** Opening Material provided block **

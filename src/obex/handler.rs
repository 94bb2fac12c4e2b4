//! Inbound side of the OBEX protocol.

use std::sync::Arc;

use super::frame::{hex, ObexFrame};
use super::wire_format::{declared_length, Opcode, PREFIX_SIZE};
use crate::error::{ModemError, Result};
use crate::link::{Consumed, Delivery, LinkBuffer, ProtocolHandler, ResponseSlot};

/// Slot keyed by the opcode of the outstanding request.
pub(crate) type ObexSlot = ResponseSlot<Opcode, Result<ObexFrame>>;

/// Takes complete OBEX responses off the link while in OBEX mode.
///
/// Responses are decoded against the opcode of the outstanding request, so a
/// CONNECT response is read with its preamble. Decode failures are delivered
/// to the waiting caller as [`ModemError::InvalidFrame`].
pub struct ObexHandler {
    slot: Arc<ObexSlot>,
}

impl ObexHandler {
    pub(crate) fn new(slot: Arc<ObexSlot>) -> Self {
        Self { slot }
    }

    fn offer(&self, raw: &[u8], build: impl FnOnce(Opcode) -> Result<ObexFrame>) {
        match self.slot.deliver_with(|request| Some(build(*request))) {
            Delivery::Delivered => {}
            _ => tracing::warn!(
                "Dropping unsolicited OBEX response: {}",
                hex(&raw[..raw.len().min(32)])
            ),
        }
    }
}

impl ProtocolHandler for ObexHandler {
    fn name(&self) -> &'static str {
        "OBEX"
    }

    fn claims(&self, _pending: &[u8]) -> bool {
        // Only registered for OBEX mode, where every byte is frame data.
        true
    }

    fn consume(&self, buffer: &mut LinkBuffer) -> Consumed {
        let Some(declared) = declared_length(buffer.peek()) else {
            return Consumed::Incomplete;
        };

        if declared < PREFIX_SIZE {
            let raw = buffer.take_all();
            self.offer(&raw, |_| {
                Err(ModemError::InvalidFrame(format!(
                    "declared frame length {} is shorter than the prefix",
                    declared
                )))
            });
            return Consumed::UNIT;
        }
        if buffer.len() < declared {
            return Consumed::Incomplete;
        }

        let raw = buffer.split_to(declared);
        tracing::trace!("OBEX <- {}", hex(&raw));
        self.offer(&raw, |request| ObexFrame::decode_response(&raw, request));
        Consumed::UNIT
    }
}

#[cfg(test)]
mod tests {
    use super::*;
    use crate::obex::{ObexHeader, ResponseCode};
    use bytes::Bytes;
    use std::time::Duration;

    fn handler() -> (ObexHandler, Arc<ObexSlot>) {
        let slot = Arc::new(ObexSlot::new());
        (ObexHandler::new(slot.clone()), slot)
    }

    #[tokio::test]
    async fn test_frame_split_across_reads() {
        let (handler, slot) = handler();
        let pending = slot.arm(Opcode::GetFinal);
        let bytes = ObexFrame::response(ResponseCode::Success)
            .with_header(ObexHeader::EndOfBody(Bytes::from_static(b"data")))
            .encode()
            .unwrap();

        let mut buffer = LinkBuffer::new();
        buffer.extend(&bytes[..4]);
        assert_eq!(handler.consume(&mut buffer), Consumed::Incomplete);
        buffer.extend(&bytes[4..]);
        assert_eq!(handler.consume(&mut buffer), Consumed::UNIT);
        assert!(buffer.is_empty());

        let frame = pending
            .wait(Duration::from_millis(50), 1)
            .await
            .unwrap()
            .unwrap();
        assert_eq!(frame.body().map(|b| &b[..]), Some(&b"data"[..]));
    }

    #[tokio::test]
    async fn test_connect_response_decoded_with_preamble() {
        let (handler, slot) = handler();
        let pending = slot.arm(Opcode::Connect);

        let mut buffer = LinkBuffer::new();
        buffer.extend(&[0xA0, 0x00, 0x07, 0x10, 0x00, 0x04, 0x00]);
        handler.consume(&mut buffer);

        let frame = pending
            .wait(Duration::from_millis(50), 1)
            .await
            .unwrap()
            .unwrap();
        assert_eq!(frame.response_code(), Some(ResponseCode::Success));
    }

    #[tokio::test]
    async fn test_short_length_delivers_error() {
        let (handler, slot) = handler();
        let pending = slot.arm(Opcode::Get);

        let mut buffer = LinkBuffer::new();
        buffer.extend(&[0xA0, 0x00, 0x01, 0x55]);
        assert_eq!(handler.consume(&mut buffer), Consumed::UNIT);
        assert!(buffer.is_empty());

        let result = pending.wait(Duration::from_millis(50), 1).await.unwrap();
        assert!(matches!(result, Err(ModemError::InvalidFrame(_))));
    }

    #[test]
    fn test_unsolicited_frame_consumed() {
        let (handler, slot) = handler();
        let mut buffer = LinkBuffer::new();
        buffer.extend(&[0xA0, 0x00, 0x03, 0xA0]);

        assert_eq!(handler.consume(&mut buffer), Consumed::UNIT);
        assert_eq!(buffer.peek(), &[0xA0]);
        assert!(!slot.is_armed());
    }
}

** Closing Material provided block **

Repeat precisely the lines of the data starting at the one containing "assert!(matches!(result, Err(ModemError::InvalidFrame(_))));", last line included.

        assert!(matches!(result, Err(ModemError::InvalidFrame(_))));
    }

    #[test]
    fn test_unsolicited_frame_consumed() {
        let (handler, slot) = handler();
        let mut buffer = LinkBuffer::new();
        buffer.extend(&[0xA0, 0x00, 0x03, 0xA0]);

        assert_eq!(handler.consume(&mut buffer), Consumed::UNIT);
        assert_eq!(buffer.peek(), &[0xA0]);
        assert!(!slot.is_armed());
    }
}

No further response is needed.